Mark Zuckerberg testifies about how his company will handle false and misleading information by political leaders during the 2020 campaign before the House Financial Services Committee in October 2019. | Chip Somodevilla / Getty Images
The new, deeply critical report highlights the tension between free expression and hate speech on the social network.
Facebook has failed on civil rights.
On Wednesday, after two years of work, the social media giant finally released the results of its independent audit, a wide-ranging report on the state of civil rights on Facebook, from hate speech to advertising to algorithmic bias. The auditors found that the company simply hasn’t done enough to combat hate and abuse on its platform.
Following up on two previous updates in December 2018 and June 2019, the audit concludes that the company’s handling of civil rights issues is “too reactive and piecemeal,” and ultimately raises doubts about whether Facebook is actually committed to addressing its myriad problems.
That’s especially concerning given that the November 2020 election is just months away.
Former ACLU director Laura W. Murphy, who led the report along with civil rights attorney Megan Cacace, compared Facebook’s work to climbing Mount Everest. She noted that though the social media company had made some progress, Facebook still hadn’t invested enough resources or moved quickly enough to address its many civil rights challenges, creating “legitimate questions about Facebook’s full-throated commitment to reaching the summit.”
The audit, which was commissioned by Facebook at the urging of civil rights leaders and politicians, comes amid a growing advertiser boycott of the platform called Stop Hate for Profit, which is led by civil rights groups including the NAACP, the Anti-Defamation League, and Color of Change, none of which seem to have any plans to halt their campaign. More than 1,000 companies have now signed on, despite CEO Mark Zuckerberg dismissing its impact.
For these leaders of the boycott, who have long tried to work alongside Facebook, the findings of the audit confirm much of what they’ve previously said about the company: that it isn’t taking issues around hate speech, bias, polarization, and diversity seriously enough.
“Ridding the platform of hate and misinformation against Black people only became a priority when there was a PR crisis to endure,” said Rashad Robinson, the president of Color of Change, who hinted that Congress may have a role in protecting civil rights on the ever-embattled platform.
The report is an important one for Facebook’s reputation, but it isn’t binding. Facebook can choose to implement the recommendations in the report or to dismiss them — which is what some advocates like Robinson fear. In a blog post announcing the report’s release on Wednesday, Facebook COO Sheryl Sandberg said that the company “won’t make every change they [auditors] call for,” but that it “will put more of their proposals into practice.”
Regardless of what the company ends up doing, the audit serves as a thorough examination of Facebook’s long-standing struggle to reconcile its stated values around free speech with the history of harm caused by unchecked vitriol and discrimination on its platform.

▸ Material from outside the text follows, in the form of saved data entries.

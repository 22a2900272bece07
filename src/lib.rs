//! Core library for hookrelay, a Messages API proxy with a pluggable
//! extension hook surface.  This module wires the pipeline, the upstream
//! client and the observability sink into an axum router.

pub mod config;
pub mod envelope;
pub mod error;
pub mod extensions;
pub mod headers;
pub mod pipeline;
pub mod telemetry;
pub mod upstream;

pub use config::{AppConfig, ConfigDescriptor};
pub use envelope::{MessageResponse, RequestEnvelope};
pub use error::ProxyError;
pub use extensions::{Extension, ExtensionHandle};
pub use pipeline::{CredentialContext, InboundRequest, ProxyPipeline, ProxyReply};

use std::sync::atomic::Ordering;
use std::time::Instant;

use anyhow::Context;
use axum::body::{Body, Bytes};
use axum::extract::{rejection::BytesRejection, DefaultBodyLimit, Path, State};
use axum::http::{header, HeaderMap, Method, StatusCode, Uri};
use axum::response::{IntoResponse, Response};
use axum::routing::{get, post};
use axum::{Json, Router};

use crate::extensions::resolve_extension;
use crate::telemetry::{TelemetrySink, LATENCY_BUCKETS_MS};
use crate::upstream::UpstreamClient;

/// Shared by every handler.  Cloning is cheap.
#[derive(Clone)]
pub struct AppState {
    pub pipeline: ProxyPipeline,
    pub max_request_bytes: usize,
    pub process_start_epoch: f64,
    pub process_start_instant: Instant,
}

/// Build state from an already-parsed configuration and a resolved
/// extension.
pub fn build_state(config: &AppConfig, extension: ExtensionHandle) -> anyhow::Result<AppState> {
    let upstream = UpstreamClient::new(&config.upstream_url)
        .context("Failed to build upstream HTTP client")?;
    let telemetry = TelemetrySink::new(
        config.log_file.as_deref(),
        config.log_stdout,
        config.langfuse.clone(),
    );
    let pipeline = ProxyPipeline::new(
        extension,
        upstream,
        telemetry,
        config.fallback_api_key.clone(),
    );
    let start_time = std::time::SystemTime::now()
        .duration_since(std::time::UNIX_EPOCH)
        .unwrap_or_default();
    Ok(AppState {
        pipeline,
        max_request_bytes: config.max_request_bytes,
        process_start_epoch: start_time.as_secs_f64(),
        process_start_instant: Instant::now(),
    })
}

/// Resolve the extension named by the config descriptor, if any.  A
/// descriptor that cannot be read leaves the proxy in passthrough mode.
pub fn load_extension(config: &AppConfig) -> ExtensionHandle {
    let path = config.config_path.as_deref()?;
    tracing::info!(path = %path.display(), "loading config descriptor");
    match ConfigDescriptor::load(path) {
        Ok(descriptor) => resolve_extension(&descriptor, &config.project_root()),
        Err(e) => {
            tracing::warn!(error = %format!("{:#}", e), "config descriptor unusable; no extension loaded");
            None
        }
    }
}

/// Build state from environment variables and the discovered config
/// descriptor.  See [`AppConfig::from_env`] for the variables read.
pub fn build_state_from_env() -> anyhow::Result<AppState> {
    let config = AppConfig::from_env()?;
    build_state_logged(&config)
}

/// [`build_state`] plus the startup summary logs.
pub fn build_state_logged(config: &AppConfig) -> anyhow::Result<AppState> {
    let extension = load_extension(config);
    match &extension {
        Some(ext) => tracing::info!(extension = %ext.name(), "extension loaded"),
        None => tracing::info!("no extension configured; running as passthrough only"),
    }
    if config.fallback_api_key.is_none() {
        tracing::warn!("ANTHROPIC_API_KEY not set; requests without x-api-key will be rejected");
    }
    if config.langfuse.is_some() {
        tracing::info!("Langfuse trace export enabled");
    }
    tracing::info!(upstream = %config.upstream_url, "upstream configured");
    build_state(config, extension)
}

pub fn app(state: AppState) -> Router {
    let max_request_bytes = state.max_request_bytes;
    Router::new()
        .route("/health", get(health_handler))
        .route("/metrics", get(metrics_handler))
        .route("/v1/messages", post(messages_handler))
        .route(
            "/v1/messages/*subpath",
            get(passthrough_handler)
                .post(passthrough_handler)
                .put(passthrough_handler)
                .delete(passthrough_handler),
        )
        .layer(DefaultBodyLimit::max(max_request_bytes))
        .with_state(state)
}

fn body_error(state: &AppState, rejection: BytesRejection) -> ProxyError {
    if rejection.status() == StatusCode::PAYLOAD_TOO_LARGE {
        tracing::warn!(limit = state.max_request_bytes, "request body exceeded configured limit");
        return ProxyError::PayloadTooLarge(format!(
            "Request too large (body exceeded limit {} bytes)",
            state.max_request_bytes
        ));
    }
    ProxyError::InvalidRequest(rejection.body_text())
}

async fn messages_handler(
    State(state): State<AppState>,
    uri: Uri,
    headers: HeaderMap,
    body: Result<Bytes, BytesRejection>,
) -> Response {
    let body = match body {
        Ok(b) => b,
        Err(rejection) => {
            let err = body_error(&state, rejection);
            return state.pipeline.reject(err).into_response();
        }
    };
    let inbound = InboundRequest {
        headers,
        query: uri.query().map(str::to_string),
        body,
    };
    match state.pipeline.handle(inbound).await {
        Ok(ProxyReply::Unary(response)) => (StatusCode::OK, Json(response)).into_response(),
        Ok(ProxyReply::Stream(frames)) => (
            StatusCode::OK,
            [
                (header::CONTENT_TYPE, "text/event-stream"),
                (header::CACHE_CONTROL, "no-cache"),
            ],
            Body::from_stream(frames),
        )
            .into_response(),
        Err(err) => err.into_response(),
    }
}

async fn passthrough_handler(
    State(state): State<AppState>,
    method: Method,
    Path(subpath): Path<String>,
    uri: Uri,
    headers: HeaderMap,
    body: Result<Bytes, BytesRejection>,
) -> Response {
    let body = match body {
        Ok(b) => b,
        Err(rejection) => return body_error(&state, rejection).into_response(),
    };
    let inbound = InboundRequest {
        headers,
        query: uri.query().map(str::to_string),
        body,
    };
    match state.pipeline.passthrough(method, &subpath, inbound).await {
        Ok(raw) => (
            raw.status,
            [(header::CONTENT_TYPE, raw.content_type_or_json())],
            raw.body,
        )
            .into_response(),
        Err(err) => {
            tracing::warn!(subpath = %subpath, error = %err, "passthrough request failed");
            err.into_response()
        }
    }
}

/// Liveness probe.
async fn health_handler() -> Json<serde_json::Value> {
    Json(serde_json::json!({ "status": "ok" }))
}

/// Prometheus-style metrics exposition. Text format with simple counters.
async fn metrics_handler(State(state): State<AppState>) -> Response {
    use std::fmt::Write as _;
    let mut buf = String::new();
    let metrics = state.pipeline.telemetry().metrics();

    let counters = [
        (
            "hookrelay_requests_total",
            "Proxied requests recorded (one per request or stream)",
            metrics.events_total.load(Ordering::Relaxed),
        ),
        (
            "hookrelay_request_errors_total",
            "Recorded requests that ended with an error",
            metrics.errors_total.load(Ordering::Relaxed),
        ),
        (
            "hookrelay_mutated_requests_total",
            "Requests whose tools or system prompt were changed by the extension",
            metrics.mutated_total.load(Ordering::Relaxed),
        ),
        (
            "hookrelay_trace_export_failures_total",
            "Failed Langfuse trace exports",
            metrics.export_failures_total.load(Ordering::Relaxed),
        ),
        (
            "hookrelay_telemetry_lines_total",
            "JSON event lines written to LOG_FILE",
            metrics.lines_total.load(Ordering::Relaxed),
        ),
        (
            "hookrelay_telemetry_write_errors_total",
            "JSON event line write failures",
            metrics.write_errors_total.load(Ordering::Relaxed),
        ),
    ];
    for (name, help, value) in counters {
        writeln!(&mut buf, "# HELP {} {}", name, help).ok();
        writeln!(&mut buf, "# TYPE {} counter", name).ok();
        writeln!(&mut buf, "{} {}", name, value).ok();
    }

    writeln!(
        &mut buf,
        "# HELP hookrelay_request_latency_ms Request latency histogram milliseconds"
    )
    .ok();
    writeln!(&mut buf, "# TYPE hookrelay_request_latency_ms histogram").ok();
    let mut cumulative: u64 = 0;
    for (i, ub) in LATENCY_BUCKETS_MS.iter().enumerate() {
        cumulative += metrics.hist_counts[i].load(Ordering::Relaxed);
        writeln!(
            &mut buf,
            "hookrelay_request_latency_ms_bucket{{le=\"{}\"}} {}",
            ub, cumulative
        )
        .ok();
    }
    let count = metrics.hist_count.load(Ordering::Relaxed);
    writeln!(
        &mut buf,
        "hookrelay_request_latency_ms_bucket{{le=\"+Inf\"}} {}",
        count
    )
    .ok();
    writeln!(
        &mut buf,
        "hookrelay_request_latency_ms_sum {}",
        metrics.hist_sum_ms.load(Ordering::Relaxed)
    )
    .ok();
    writeln!(&mut buf, "hookrelay_request_latency_ms_count {}", count).ok();

    let extension = state
        .pipeline
        .extension()
        .map(|e| e.name().to_string())
        .unwrap_or_default();
    writeln!(
        &mut buf,
        "# HELP hookrelay_build_info Build information\n# TYPE hookrelay_build_info gauge"
    )
    .ok();
    writeln!(
        &mut buf,
        "hookrelay_build_info{{version=\"{}\",extension=\"{}\"}} 1",
        env!("CARGO_PKG_VERSION"),
        extension
    )
    .ok();
    writeln!(
        &mut buf,
        "# HELP hookrelay_process_start_time_seconds Process start time (Unix epoch seconds)\n# TYPE hookrelay_process_start_time_seconds gauge"
    )
    .ok();
    writeln!(
        &mut buf,
        "hookrelay_process_start_time_seconds {}",
        state.process_start_epoch
    )
    .ok();
    writeln!(
        &mut buf,
        "# HELP hookrelay_process_uptime_seconds Process uptime seconds\n# TYPE hookrelay_process_uptime_seconds gauge"
    )
    .ok();
    writeln!(
        &mut buf,
        "hookrelay_process_uptime_seconds {}",
        state.process_start_instant.elapsed().as_secs_f64()
    )
    .ok();

    (
        StatusCode::OK,
        [(header::CONTENT_TYPE, "text/plain; version=0.0.4")],
        buf,
    )
        .into_response()
}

With that overarching theme in mind, here are five key takeaways about Facebook and civil rights from the 89-page report.
1) Holding Trump to a different standard sets a troubling precedent
Facebook has failed to penalize Trump for violating its community guidelines, the auditors say, which stands “to gut policies” that had represented progress for civil rights on the platform. The report specifically highlights a group of Trump’s posts that made misleading claims about voting and the president’s infamous “looting … shooting” post about protesters. Echoing previous concerns from civil rights groups, the auditors say these posts clearly violate Facebook’s community guidelines and that not removing them establishes a concerning precedent for Trump and other politicians.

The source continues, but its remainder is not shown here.